[Dataset entries]
*-*-*

use super::{attendance, dashboard, exams, feedback, leave, materials, notices, routine};
use crate::{
    libs::{
        auth::{is_valid_email, AccountAuthenticator, Authenticator, Credentials, MIN_PASSWORD_LEN},
        config::Config,
        messages::Message,
        role::{Role, Route},
        session::Session,
    },
    msg_error, msg_info, msg_success, msg_warning,
};
use anyhow::Result;
use clap::Args;
use dialoguer::{theme::ColorfulTheme, Input, Password, Select};

#[derive(Debug, Args)]
pub struct LoginArgs {
    #[arg(short, long, value_enum)]
    role: Option<Role>,
    #[arg(short, long)]
    email: Option<String>,
    /// Prompted for when omitted
    #[arg(short, long)]
    password: Option<String>,
}

pub async fn cmd(args: LoginArgs) -> Result<()> {
    let config = Config::read()?;
    let authenticator = AccountAuthenticator::from_config(&config);
    // Credentials given in full on the command line get one attempt.
    let retry = args.email.is_none() || args.password.is_none();

    let mut credentials = Credentials {
        role: match args.role {
            Some(role) => role,
            None => select_role(Role::Student)?,
        },
        email: args.email.unwrap_or_default(),
        password: args.password.unwrap_or_default(),
    };
    if credentials.email.is_empty() {
        credentials.email = prompt_email(&authenticator, credentials.role)?;
    }
    if credentials.password.is_empty() {
        credentials.password = prompt_password()?;
    }

    let role = loop {
        match sign_in(&authenticator, &credentials).await {
            Some(role) => break role,
            None if retry => {
                credentials.role = select_role(credentials.role)?;
                credentials.email = prompt_email(&authenticator, credentials.role)?;
                credentials.password = prompt_password()?;
            }
            None => return Ok(()),
        }
    };

    msg_success!(Message::LoginSuccess(role.label().to_string()));
    if !config.seed_sample_data() {
        msg_info!(Message::SampleDataDisabled);
    }
    let mut session = Session::new(role, &config);
    navigate(&mut session)?;

    msg_info!(Message::LoggedOut);
    Ok(())
}

/// One authentication attempt. Failures are reported, not returned.
async fn sign_in<A: Authenticator>(authenticator: &A, credentials: &Credentials) -> Option<Role> {
    msg_info!(Message::SigningIn);
    match authenticator.authenticate(credentials).await {
        Ok(role) => Some(role),
        Err(err) => {
            msg_error!(err);
            None
        }
    }
}

fn select_role(default: Role) -> Result<Role> {
    let labels: Vec<&str> = Role::ALL.iter().map(|role| role.label()).collect();
    let current = Role::ALL.iter().position(|role| *role == default).unwrap_or(0);
    let selection = Select::with_theme(&ColorfulTheme::default())
        .with_prompt(Message::PromptRole.to_string())
        .items(&labels)
        .default(current)
        .interact()?;
    Ok(Role::ALL[selection])
}

/// Email input, pre-filled with the role's configured account.
fn prompt_email(authenticator: &AccountAuthenticator, role: Role) -> Result<String> {
    let initial = authenticator.account_for(role).map(|account| account.email.clone()).unwrap_or_default();
    Ok(Input::with_theme(&ColorfulTheme::default())
        .with_prompt(Message::PromptEmail.to_string())
        .with_initial_text(initial)
        .validate_with(|input: &String| -> Result<(), String> {
            if is_valid_email(input.trim()) {
                Ok(())
            } else {
                Err(Message::InvalidEmail.to_string())
            }
        })
        .interact_text()?
        .trim()
        .to_string())
}

fn prompt_password() -> Result<String> {
    Ok(Password::with_theme(&ColorfulTheme::default())
        .with_prompt(Message::PromptPassword.to_string())
        .validate_with(|input: &String| -> Result<(), String> {
            if input.chars().count() >= MIN_PASSWORD_LEN {
                Ok(())
            } else {
                Err(Message::PasswordTooShort(MIN_PASSWORD_LEN).to_string())
            }
        })
        .interact()?)
}

/// Sidebar loop of a signed-in session; returns on logout.
fn navigate(session: &mut Session) -> Result<()> {
    dashboard::show(session)?;

    let items = session.role.nav_items();
    let mut titles: Vec<&str> = items.iter().map(|item| item.title).collect();
    let logout = Message::MenuLogout.to_string();
    titles.push(&logout);

    loop {
        let selection = Select::with_theme(&ColorfulTheme::default())
            .with_prompt(Message::PromptNavigate.to_string())
            .items(&titles)
            .default(0)
            .interact()?;

        let Some(item) = items.get(selection) else {
            return Ok(());
        };
        tracing::debug!(href = %item.href, "navigating");
        open(session, &item.href)?;
    }
}

/// Renders the page behind a sidebar link.
fn open(session: &mut Session, href: &str) -> Result<()> {
    match Route::parse(href) {
        Route::Dashboard(_) => dashboard::show(session),
        Route::Notices(_) => notices::interactive(session),
        Route::LeaveApproval | Route::StudentLeave => leave::interactive(session),
        Route::StudentExams | Route::TeacherExams => exams::interactive(session),
        Route::StudentMaterials | Route::TeacherMaterials => materials::interactive(session),
        Route::StudentAttendance => attendance::show(session),
        Route::StudentRoutine => routine::interactive(session),
        Route::StudentFeedback => feedback::interactive(session),
        Route::Login | Route::NotFound => {
            msg_warning!(Message::PageNotFound(href.to_string()));
            Ok(())
        }
    }
}
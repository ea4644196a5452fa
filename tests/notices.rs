#[cfg(test)]
mod tests {
    use campus::libs::error::CampusError;
    use campus::libs::role::Role;
    use campus::store::notices::{Board, NewNotice, Notices};
    use campus::store::seed;

    fn notices() -> Notices {
        Notices::seeded(seed::notices())
    }

    fn form(title: &str) -> NewNotice {
        NewNotice {
            title: title.into(),
            content: "Bring your student card.".into(),
            category: "Examination".into(),
            board: Board::Academic,
            is_pinned: false,
            has_attachment: false,
        }
    }

    #[test]
    fn test_each_board_shows_its_own_notices() {
        let notices = notices();
        for board in Board::ALL {
            let shown = notices.board(board, "");
            assert!(!shown.is_empty());
            assert!(shown.iter().all(|notice| notice.board == board));
        }
        let total: usize = Board::ALL.iter().map(|board| notices.board(*board, "").len()).sum();
        assert_eq!(total, notices.all().len());
    }

    #[test]
    fn test_search_is_case_insensitive() {
        let notices = notices();
        let lower = notices.search("library");
        let upper = notices.search("LIBRARY");
        assert!(!lower.is_empty());
        assert_eq!(lower, upper);
    }

    #[test]
    fn test_maintenance_search() {
        let notices = notices();
        for term in ["maintenance", "MAINTENANCE"] {
            let titles: Vec<&str> = notices.search(term).iter().map(|notice| notice.title.as_str()).collect();
            assert_eq!(titles, vec!["System Maintenance"]);
        }
    }

    #[test]
    fn test_search_without_hits_is_empty() {
        assert!(notices().search("quidditch").is_empty());
    }

    #[test]
    fn test_posted_notice_is_listed_first() {
        let mut notices = notices();
        let posted = notices.post(Role::Hod, form("Exam hall rules")).unwrap();
        assert_eq!(posted.id, "10");
        assert!(posted.is_new);

        let academic = notices.board(Board::Academic, "");
        assert_eq!(academic[0].title, "Exam hall rules");
    }

    #[test]
    fn test_students_cannot_post() {
        let mut notices = notices();
        let err = notices.post(Role::Student, form("Party")).unwrap_err();
        assert!(matches!(err, CampusError::Forbidden { role: Role::Student, .. }));
        assert_eq!(notices.all().len(), 9);
    }

    #[test]
    fn test_post_requires_title_content_and_category() {
        let mut notices = notices();
        let empty = NewNotice {
            title: " ".into(),
            content: String::new(),
            ..form("")
        };
        let err = notices.post(Role::Admin, empty).unwrap_err();
        assert_eq!(err, CampusError::Validation(vec!["title", "content"]));
    }

    #[test]
    fn test_pinned_notices() {
        let notices = notices();
        let pinned = notices.pinned();
        assert_eq!(pinned.len(), 3);
        assert!(pinned.iter().all(|notice| notice.is_pinned));
    }
}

*-*-*

**Exercise aim**.
Reproduce each entry exactly, leaving out nothing.

**Reply**.
use super::{attendance, dashboard, exams, feedback, leave, materials, notices, routine};
use crate::{
    libs::{
        auth::{is_valid_email, AccountAuthenticator, Authenticator, Credentials, MIN_PASSWORD_LEN},
        config::Config,
        messages::Message,
        role::{Role, Route},
        session::Session,
    },
    msg_error, msg_info, msg_success, msg_warning,
};
use anyhow::Result;
use clap::Args;
use dialoguer::{theme::ColorfulTheme, Input, Password, Select};

#[derive(Debug, Args)]
pub struct LoginArgs {
    #[arg(short, long, value_enum)]
    role: Option<Role>,
    #[arg(short, long)]
    email: Option<String>,
    /// Prompted for when omitted
    #[arg(short, long)]
    password: Option<String>,
}

pub async fn cmd(args: LoginArgs) -> Result<()> {
    let config = Config::read()?;
    let authenticator = AccountAuthenticator::from_config(&config);
    // Credentials given in full on the command line get one attempt.
    let retry = args.email.is_none() || args.password.is_none();

    let mut credentials = Credentials {
        role: match args.role {
            Some(role) => role,
            None => select_role(Role::Student)?,
        },
        email: args.email.unwrap_or_default(),
        password: args.password.unwrap_or_default(),
    };
    if credentials.email.is_empty() {
        credentials.email = prompt_email(&authenticator, credentials.role)?;
    }
    if credentials.password.is_empty() {
        credentials.password = prompt_password()?;
    }

    let role = loop {
        match sign_in(&authenticator, &credentials).await {
            Some(role) => break role,
            None if retry => {
                credentials.role = select_role(credentials.role)?;
                credentials.email = prompt_email(&authenticator, credentials.role)?;
                credentials.password = prompt_password()?;
            }
            None => return Ok(()),
        }
    };

    msg_success!(Message::LoginSuccess(role.label().to_string()));
    if !config.seed_sample_data() {
        msg_info!(Message::SampleDataDisabled);
    }
    let mut session = Session::new(role, &config);
    navigate(&mut session)?;

    msg_info!(Message::LoggedOut);
    Ok(())
}

/// One authentication attempt. Failures are reported, not returned.
async fn sign_in<A: Authenticator>(authenticator: &A, credentials: &Credentials) -> Option<Role> {
    msg_info!(Message::SigningIn);
    match authenticator.authenticate(credentials).await {
        Ok(role) => Some(role),
        Err(err) => {
            msg_error!(err);
            None
        }
    }
}

fn select_role(default: Role) -> Result<Role> {
    let labels: Vec<&str> = Role::ALL.iter().map(|role| role.label()).collect();
    let current = Role::ALL.iter().position(|role| *role == default).unwrap_or(0);
    let selection = Select::with_theme(&ColorfulTheme::default())
        .with_prompt(Message::PromptRole.to_string())
        .items(&labels)
        .default(current)
        .interact()?;
    Ok(Role::ALL[selection])
}

/// Email input, pre-filled with the role's configured account.
fn prompt_email(authenticator: &AccountAuthenticator, role: Role) -> Result<String> {
    let initial = authenticator.account_for(role).map(|account| account.email.clone()).unwrap_or_default();
    Ok(Input::with_theme(&ColorfulTheme::default())
        .with_prompt(Message::PromptEmail.to_string())
        .with_initial_text(initial)
        .validate_with(|input: &String| -> Result<(), String> {
            if is_valid_email(input.trim()) {
                Ok(())
            } else {
                Err(Message::InvalidEmail.to_string())
            }
        })
        .interact_text()?
        .trim()
        .to_string())
}

fn prompt_password() -> Result<String> {
    Ok(Password::with_theme(&ColorfulTheme::default())
        .with_prompt(Message::PromptPassword.to_string())
        .validate_with(|input: &String| -> Result<(), String> {
            if input.chars().count() >= MIN_PASSWORD_LEN {
                Ok(())
            } else {
                Err(Message::PasswordTooShort(MIN_PASSWORD_LEN).to_string())
            }
        })
        .interact()?)
}

/// Sidebar loop of a signed-in session; returns on logout.
fn navigate(session: &mut Session) -> Result<()> {
    dashboard::show(session)?;

    let items = session.role.nav_items();
    let mut titles: Vec<&str> = items.iter().map(|item| item.title).collect();
    let logout = Message::MenuLogout.to_string();
    titles.push(&logout);

    loop {
        let selection = Select::with_theme(&ColorfulTheme::default())
            .with_prompt(Message::PromptNavigate.to_string())
            .items(&titles)
            .default(0)
            .interact()?;

        let Some(item) = items.get(selection) else {
            return Ok(());
        };
        tracing::debug!(href = %item.href, "navigating");
        open(session, &item.href)?;
    }
}

/// Renders the page behind a sidebar link.
fn open(session: &mut Session, href: &str) -> Result<()> {
    match Route::parse(href) {
        Route::Dashboard(_) => dashboard::show(session),
        Route::Notices(_) => notices::interactive(session),
        Route::LeaveApproval | Route::StudentLeave => leave::interactive(session),
        Route::StudentExams | Route::TeacherExams => exams::interactive(session),
        Route::StudentMaterials | Route::TeacherMaterials => materials::interactive(session),
        Route::StudentAttendance => attendance::show(session),
        Route::StudentRoutine => routine::interactive(session),
        Route::StudentFeedback => feedback::interactive(session),
        Route::Login | Route::NotFound => {
            msg_warning!(Message::PageNotFound(href.to_string()));
            Ok(())
        }
    }
}
repository ea4644196a5452fa
filename tests/notices.rs
#[cfg(test)]
mod tests {
    use campus::libs::error::CampusError;
    use campus::libs::role::Role;
    use campus::store::notices::{Board, NewNotice, Notices};
    use campus::store::seed;

    fn notices() -> Notices {
        Notices::seeded(seed::notices())
    }

    fn form(title: &str) -> NewNotice {
        NewNotice {
            title: title.into(),
            content: "Bring your student card.".into(),
            category: "Examination".into(),
            board: Board::Academic,
            is_pinned: false,
            has_attachment: false,
        }
    }

    #[test]
    fn test_each_board_shows_its_own_notices() {
        let notices = notices();
        for board in Board::ALL {
            let shown = notices.board(board, "");
            assert!(!shown.is_empty());
            assert!(shown.iter().all(|notice| notice.board == board));
        }
        let total: usize = Board::ALL.iter().map(|board| notices.board(*board, "").len()).sum();
        assert_eq!(total, notices.all().len());
    }

    #[test]
    fn test_search_is_case_insensitive() {
        let notices = notices();
        let lower = notices.search("library");
        let upper = notices.search("LIBRARY");
        assert!(!lower.is_empty());
        assert_eq!(lower, upper);
    }

    #[test]
    fn test_maintenance_search() {
        let notices = notices();
        for term in ["maintenance", "MAINTENANCE"] {
            let titles: Vec<&str> = notices.search(term).iter().map(|notice| notice.title.as_str()).collect();
            assert_eq!(titles, vec!["System Maintenance"]);
        }
    }

    #[test]
    fn test_search_without_hits_is_empty() {
        assert!(notices().search("quidditch").is_empty());
    }

    #[test]
    fn test_posted_notice_is_listed_first() {
        let mut notices = notices();
        let posted = notices.post(Role::Hod, form("Exam hall rules")).unwrap();
        assert_eq!(posted.id, "10");
        assert!(posted.is_new);

        let academic = notices.board(Board::Academic, "");
        assert_eq!(academic[0].title, "Exam hall rules");
    }

    #[test]
    fn test_students_cannot_post() {
        let mut notices = notices();
        let err = notices.post(Role::Student, form("Party")).unwrap_err();
        assert!(matches!(err, CampusError::Forbidden { role: Role::Student, .. }));
        assert_eq!(notices.all().len(), 9);
    }

    #[test]
    fn test_post_requires_title_content_and_category() {
        let mut notices = notices();
        let empty = NewNotice {
            title: " ".into(),
            content: String::new(),
            ..form("")
        };
        let err = notices.post(Role::Admin, empty).unwrap_err();
        assert_eq!(err, CampusError::Validation(vec!["title", "content"]));
    }

    #[test]
    fn test_pinned_notices() {
        let notices = notices();
        let pinned = notices.pinned();
        assert_eq!(pinned.len(), 3);
        assert!(pinned.iter().all(|notice| notice.is_pinned));
    }
}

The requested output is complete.